Maggi begins this work with a short overview of Kidder Smith’s life and career, one that took a different course than his study of architecture would have suggested. During the summers of 1937 and 1938, an early professor hired GEKS to photograph the built environment of the English Cotswolds, an area that remains an unspoiled and protected countryside to this day. It was here in rural England “that the young student encountered ordinary, vernacular architecture that grew out of and responded directly to the materials and needs of the people.” He would never forget this time of exploration and the connectivity between all eras of architecture and people. As a result, photographs of vernacular structures were a feature of all his later works.

Cantilevered granite steps in a farm near Gordola, Ticino, Switzerland, 1948

The overview is structured around the books that G.E. Kidder Smith carefully planned and executed over his career. As such, it is not a biography—but it is much more than an expanded bibliography. Maggi delves into the look and feel of each work, crediting the designers who helped craft the striking covers and focusing on Kidder Smith’s design choices in subject, photography, and layout.

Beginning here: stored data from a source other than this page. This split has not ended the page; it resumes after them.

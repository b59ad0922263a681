use std::sync::{Arc, Mutex, PoisonError};

use serde::Serialize;

use crate::store::atom::{Atom, SubscriptionId};

pub const HOME_PATH: &str = "/";
pub const LOGIN_PATH: &str = "/login";

/// Static route table: index → storefront, `/login` → login form
#[derive(Debug, Clone, Copy, PartialEq, Eq, Serialize)]
#[serde(rename_all = "snake_case")]
pub enum Route {
    Storefront,
    Login,
    NotFound,
}

impl Route {
    pub fn resolve(path: &str) -> Route {
        let path = path.split(['?', '#']).next().unwrap_or("");
        let trimmed = path.trim_end_matches('/');
        match trimmed {
            "" => Route::Storefront,
            LOGIN_PATH => Route::Login,
            _ => Route::NotFound,
        }
    }

    pub fn path(&self) -> Option<&'static str> {
        match self {
            Route::Storefront => Some(HOME_PATH),
            Route::Login => Some(LOGIN_PATH),
            Route::NotFound => None,
        }
    }
}

/// Current location plus the trail of visited paths
#[derive(Clone)]
pub struct Navigator {
    location: Atom<String>,
    history: Arc<Mutex<Vec<String>>>,
}

impl Default for Navigator {
    fn default() -> Self {
        Self::new(HOME_PATH)
    }
}

impl Navigator {
    pub fn new(initial: &str) -> Self {
        Self {
            location: Atom::new(initial.to_string()),
            history: Arc::new(Mutex::new(vec![initial.to_string()])),
        }
    }

    pub fn navigate(&self, path: &str) {
        if self.pathname() == path {
            return;
        }
        tracing::debug!(from = %self.pathname(), to = %path, "navigate");
        self.history
            .lock()
            .unwrap_or_else(PoisonError::into_inner)
            .push(path.to_string());
        self.location.set(path.to_string());
    }

    pub fn pathname(&self) -> String {
        self.location.get()
    }

    pub fn route(&self) -> Route {
        self.location.with(|path| Route::resolve(path))
    }

    pub fn history(&self) -> Vec<String> {
        self.history.lock().unwrap_or_else(PoisonError::into_inner).clone()
    }

    pub fn subscribe(&self, listener: impl Fn(&String) + Send + Sync + 'static) -> SubscriptionId {
        self.location.subscribe(listener)
    }
}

Kidder Smith “evokes a modern Grand Tour” in his photographs of the 137 steps from Piazza di Spagna towards Trinità dei Moni in Italy, “a masterful contribution of the late Baroque to urban design.”

Taken chronologically, Maggi begins with Kidder Smith’s prewar work in Brazil, a country “building while America slept.” He then moves through the amazing collection of postwar books that looks at Europe emerging and rebuilding from the horrors of war, in part because of U.S. support through the Marshall Plan. This section covering Switzerland, Sweden, Italy, the new architecture of Europe, and the new churches of Europe from 1950-1964 radiates with the excitement that GEKS and his wife Dot must have felt moving through these countries at the dawn of a new age.

Church of São Francisco de Assis | Salvador, Baia. 1710
Casino Pampulha, Brazil, 1942
Pier Luigi Nervi’s Exhibition Hall, Turin, Italy, 1951

Kidder Smith’s two-volume deluxe edition of the pictorial history of architecture in America was produced by American Heritage Publishing Co. as part of the bicentennial celebration. In this work, later compressed into a one-volume edition that was a long-time companion in our home, Kidder Smith wanted to showcase the important historic structures as well as the great variety of architecture available in his home country. It took GEKS and Dot eight years to visit all 50 states and photograph the works in this collection.

Beinecke Rare Book and Manuscript Library, Yale University, designed by Gordon Bunshaft (Skidmore Owings and Merrill), New Haven, Connecticut, 1973.

Throughout this delightful overview, Maggi brings the reader into the world that GEKS and Dot inhabited. Dot’s many contributions to the success of these projects is recognized multiple times in ways that demonstrate their vital partnership not only at the family level but professionally.

Self portrait of GEKS and Dot at breakfast in Egypt

As the book and exhibitions were released in 2022, MAS Context included an enlightening interview with the authors and designers that touches on their intent and excitement for this work. It provides other important perspectives on Kidder Smith and this new assessment.

This is a book of wonder, joy, and some sadness. As Sabatino notes, Kidder Smith’s photos and books “will continue to serve as an important documentary record of cities and landscapes that have subsequently undergone significant transformation due to mass tourism, pressures associated with ‘development,’ and neglect.” His life’s work captures an evolutionary era in world history and—as a result—G.E. Kidder Smith Builds is, simply, a book to savor.

More to come . . .

DJB

Photo of San Francisco de Asis, Ranchos de Taos, New Mexico, 1970 by G.E. Kidder Smith.